==== EXERCISE INPUTS ====

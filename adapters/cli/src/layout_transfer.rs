//! Single-line tower layout strings for sharing a defence between sessions.

use base64::{engine::general_purpose::STANDARD_NO_PAD, Engine as _};
use elemental_defence_core::{CellCoord, TowerKind};
use elemental_defence_world::{query, World};
use serde::{Deserialize, Serialize};
use thiserror::Error;

const LAYOUT_DOMAIN: &str = "elemental";
const LAYOUT_VERSION: &str = "v1";
const FIELD_DELIMITER: char = ':';

/// Towers standing on a grid of known dimensions.
#[derive(Clone, Debug, PartialEq, Eq)]
pub(crate) struct TowerLayout {
    /// Number of grid columns.
    pub(crate) columns: u32,
    /// Number of grid rows.
    pub(crate) rows: u32,
    /// Towers in placement order.
    pub(crate) towers: Vec<LayoutTower>,
}

/// One tower captured in a layout.
#[derive(Clone, Copy, Debug, PartialEq, Eq, Serialize, Deserialize)]
pub(crate) struct LayoutTower {
    /// Element of the tower.
    pub(crate) kind: TowerKind,
    /// Cell the tower stands on.
    pub(crate) cell: CellCoord,
}

#[derive(Serialize, Deserialize)]
struct Payload {
    towers: Vec<LayoutTower>,
}

impl TowerLayout {
    /// Captures every tower standing in `world`.
    pub(crate) fn capture(world: &World) -> Self {
        let (columns, rows) = query::dimensions(world);
        let towers = query::tower_view(world)
            .iter()
            .map(|tower| LayoutTower {
                kind: tower.kind,
                cell: tower.cell,
            })
            .collect();
        Self {
            columns,
            rows,
            towers,
        }
    }

    /// Encodes the layout as `elemental:v1:<columns>x<rows>:<payload>`.
    pub(crate) fn encode(&self) -> Result<String, LayoutTransferError> {
        let json = serde_json::to_vec(&Payload {
            towers: self.towers.clone(),
        })
        .map_err(LayoutTransferError::InvalidPayload)?;
        let encoded = STANDARD_NO_PAD.encode(json);
        Ok(format!(
            "{LAYOUT_DOMAIN}:{LAYOUT_VERSION}:{}x{}:{encoded}",
            self.columns, self.rows
        ))
    }

    /// Decodes a layout string produced by [`TowerLayout::encode`].
    pub(crate) fn decode(value: &str) -> Result<Self, LayoutTransferError> {
        let trimmed = value.trim();
        if trimmed.is_empty() {
            return Err(LayoutTransferError::Empty);
        }

        let mut parts = trimmed.split(FIELD_DELIMITER);
        let domain = parts.next().ok_or(LayoutTransferError::Truncated)?;
        let version = parts.next().ok_or(LayoutTransferError::Truncated)?;
        let dimensions = parts.next().ok_or(LayoutTransferError::Truncated)?;
        let payload = parts.next().ok_or(LayoutTransferError::Truncated)?;

        if domain != LAYOUT_DOMAIN {
            return Err(LayoutTransferError::InvalidPrefix(domain.to_owned()));
        }
        if version != LAYOUT_VERSION {
            return Err(LayoutTransferError::UnsupportedVersion(version.to_owned()));
        }

        let (columns, rows) = parse_dimensions(dimensions)?;
        let bytes = STANDARD_NO_PAD
            .decode(payload.as_bytes())
            .map_err(LayoutTransferError::InvalidEncoding)?;
        let Payload { towers } =
            serde_json::from_slice(&bytes).map_err(LayoutTransferError::InvalidPayload)?;

        Ok(Self {
            columns,
            rows,
            towers,
        })
    }
}

/// Reasons a layout string cannot be decoded.
#[derive(Debug, Error)]
pub(crate) enum LayoutTransferError {
    /// The string was empty or whitespace.
    #[error("layout string was empty")]
    Empty,
    /// The string has fewer than four fields.
    #[error("layout string is missing fields")]
    Truncated,
    /// The string does not describe an Elemental Defence layout.
    #[error("layout prefix '{0}' is not supported")]
    InvalidPrefix(String),
    /// The layout format version is unknown.
    #[error("layout version '{0}' is not supported")]
    UnsupportedVersion(String),
    /// The dimensions field is not `<columns>x<rows>`.
    #[error("could not parse grid dimensions '{0}'")]
    InvalidDimensions(String),
    /// The payload is not valid base64.
    #[error("could not decode layout payload: {0}")]
    InvalidEncoding(#[source] base64::DecodeError),
    /// The payload is not a valid tower list.
    #[error("could not parse layout payload: {0}")]
    InvalidPayload(#[source] serde_json::Error),
}

fn parse_dimensions(dimensions: &str) -> Result<(u32, u32), LayoutTransferError> {
    let invalid = || LayoutTransferError::InvalidDimensions(dimensions.to_owned());
    let (columns, rows) = dimensions.split_once(['x', 'X']).ok_or_else(invalid)?;
    let columns = columns.trim().parse::<u32>().map_err(|_| invalid())?;
    let rows = rows.trim().parse::<u32>().map_err(|_| invalid())?;
    if columns == 0 || rows == 0 {
        return Err(invalid());
    }
    Ok((columns, rows))
}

====

_ACTION ITEM_
Show every line of the records above that contains the word "Number".

_RESULT BELOW_
    /// Number of grid columns.
    /// Number of grid rows.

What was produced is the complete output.